Finding the Right Windows for Your New Home

Buying your first home is an exciting new step — one that comes with more responsibility and decision-making than renting. Once you’ve signed on the dotted line, you’ve likely already begun to plan your renovations and projects around the home. From paint swatches to new flooring, there are many things to think about as a new homeowner.

Installing new windows may not be at the top of your original list, but it should be noted as an important feature of the home to consider replacing. Windows do more than letting in light — they provide proper ventilation, reduce noise, reduce allergens, and offer an increased measure of security.

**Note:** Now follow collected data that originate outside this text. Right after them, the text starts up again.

//! Embedded typefaces and their metrics.
//!
//! The logbook is set in DejaVu Sans Condensed. Both faces are compiled into
//! the binary and embedded in the PDF, so names and remarks in any script the
//! font covers print as written. Layout measures text with the same glyph
//! advances the PDF viewer will use.

use std::sync::OnceLock;

use ttf_parser::Face;

use crate::layout::MM_PER_PT;

/// Regular face, TrueType.
pub const REGULAR: &[u8] = include_bytes!("../assets/fonts/DejaVuSansCondensed.ttf");
/// Bold face, TrueType.
pub const BOLD: &[u8] = include_bytes!("../assets/fonts/DejaVuSansCondensed-Bold.ttf");

/// Advance used for characters the face has no glyph for, in em.
const FALLBACK_ADVANCE: f32 = 0.55;

/// Font weight of a text run.
#[derive(Debug, Clone, Copy, PartialEq, Eq, Default)]
pub enum Weight {
    /// Body text.
    #[default]
    Regular,
    /// Headers and totals labels.
    Bold,
}

impl Weight {
    /// `Bold` when `bold` is set.
    #[must_use]
    pub fn from_bold(bold: bool) -> Self {
        if bold {
            Self::Bold
        } else {
            Self::Regular
        }
    }

    /// Font file of this weight.
    #[must_use]
    pub fn data(self) -> &'static [u8] {
        match self {
            Self::Regular => REGULAR,
            Self::Bold => BOLD,
        }
    }

    fn face(self) -> Option<&'static Face<'static>> {
        static REGULAR_FACE: OnceLock<Option<Face<'static>>> = OnceLock::new();
        static BOLD_FACE: OnceLock<Option<Face<'static>>> = OnceLock::new();

        let cell = match self {
            Self::Regular => &REGULAR_FACE,
            Self::Bold => &BOLD_FACE,
        };
        cell.get_or_init(|| Face::parse(self.data(), 0).ok()).as_ref()
    }
}

/// Horizontal advance of `ch` in em.
fn advance(face: Option<&Face<'_>>, ch: char) -> f32 {
    face.and_then(|face| {
        let glyph = face.glyph_index(ch)?;
        let advance = face.glyph_hor_advance(glyph)?;
        Some(f32::from(advance) / f32::from(face.units_per_em()))
    })
    .unwrap_or(FALLBACK_ADVANCE)
}

/// Width in mm of `text` set at `font_size` points.
#[must_use]
pub fn text_width(text: &str, font_size: f32, weight: Weight) -> f32 {
    let face = weight.face();
    text.chars().map(|ch| advance(face, ch)).sum::<f32>() * font_size * MM_PER_PT
}

/// Characters of `text` the face cannot draw.
#[must_use]
pub fn missing_glyphs(text: &str, weight: Weight) -> Vec<char> {
    let face = weight.face();
    text.chars()
        .filter(|ch| !ch.is_whitespace())
        .filter(|&ch| face.and_then(|f| f.glyph_index(ch)).is_none())
        .collect()
}

#[cfg(test)]
mod tests {
    use super::*;

    #[test]
    fn test_faces_parse() {
        assert!(Weight::Regular.face().is_some());
        assert!(Weight::Bold.face().is_some());
    }

    #[test]
    fn test_non_latin_names_have_glyphs() {
        for name in ["Łukasz Żółw", "Волков", "Ærøskøbing", "Müller-Lüdenscheidt"] {
            assert!(missing_glyphs(name, Weight::Regular).is_empty(), "{name}");
            assert!(missing_glyphs(name, Weight::Bold).is_empty(), "{name}");
        }
    }

    #[test]
    fn test_missing_glyphs_reported() {
        assert_eq!(missing_glyphs("A\u{10FFFD}B", Weight::Regular), vec!['\u{10FFFD}']);
    }

    #[test]
    fn test_text_width() {
        assert!(text_width("", 6.0, Weight::Regular).abs() < f32::EPSILON);

        let narrow = text_width("iiii", 6.0, Weight::Regular);
        let wide = text_width("MMMM", 6.0, Weight::Regular);
        assert!(narrow < wide);

        let regular = text_width("TOTAL TIME", 6.0, Weight::Regular);
        assert!(text_width("TOTAL TIME", 6.0, Weight::Bold) > regular);
        assert!((text_width("TOTAL TIME", 12.0, Weight::Regular) - 2.0 * regular).abs() < 1e-3);
        assert!(text_width("Волков", 6.0, Weight::Regular) > 0.0);
    }
}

The question then becomes, which window should you select to act as new focal points in your home? We’ll take a look at some of the most popular types of windows to help you make an informed decision.

Awning Windows

If you’re looking to add onto a stationary or operating window, awning windows might be the right fit for your home. They open outward to let more air in the home and are stationed at the top or bottom of the existing windows. They’re easy to operate and offer more natural air circulation than other windows on the market. They can be opened slightly in rainy climates to allow air to flow in without letting rain indoors.

Single and Double-Hung Windows

These windows are two of the most popular models on the market. Their only distinguishing feature is that single-hung windows have a fixed upper sash and a movable lower sash. They’re more cost-efficient than double-hung windows, which may be worth considering as new homeowners.

On the other hand, double-hung windows offer more circulation than their single counterparts because they open at the top and the bottom. They often come with customizable features which can help you add a personalized element to your new house.

Casement Windows

Similar to awning windows, casements open outwards and will usually pivot from their side hinges. They offer enough natural light and are often uninterrupted by additional framing. When they’re closed and locked, casement windows can make an effective seal for improved energy efficiency. One key piece of information to remember, they are not suitable for homes that sit on busy streets as they are less likely to reduce noise.

Picture Windows

For homeowners with excellent views, a picture window might be the perfect addition to your home. While they are not suitable for homeowners looking to bring natural airflow into the home, their clear panes allow you to experience the views outside uninterrupted. They’re less likely to leak because of their seals, and since they do not open — however, they can lose or gain excess heat unless you invest in energy-conscious windows.

Windows are an Investment

They may not seem like priorities, especially if your home has many areas to improve. Still, efficient windows are essential to maximizing your home’s energy efficiency, reducing dust and allergens, and lower future maintenance. They are an important investment into the longevity of your home and will help you save money on your energy bills moving forward. All you have to do is find the right windows for your aesthetic and lifestyle.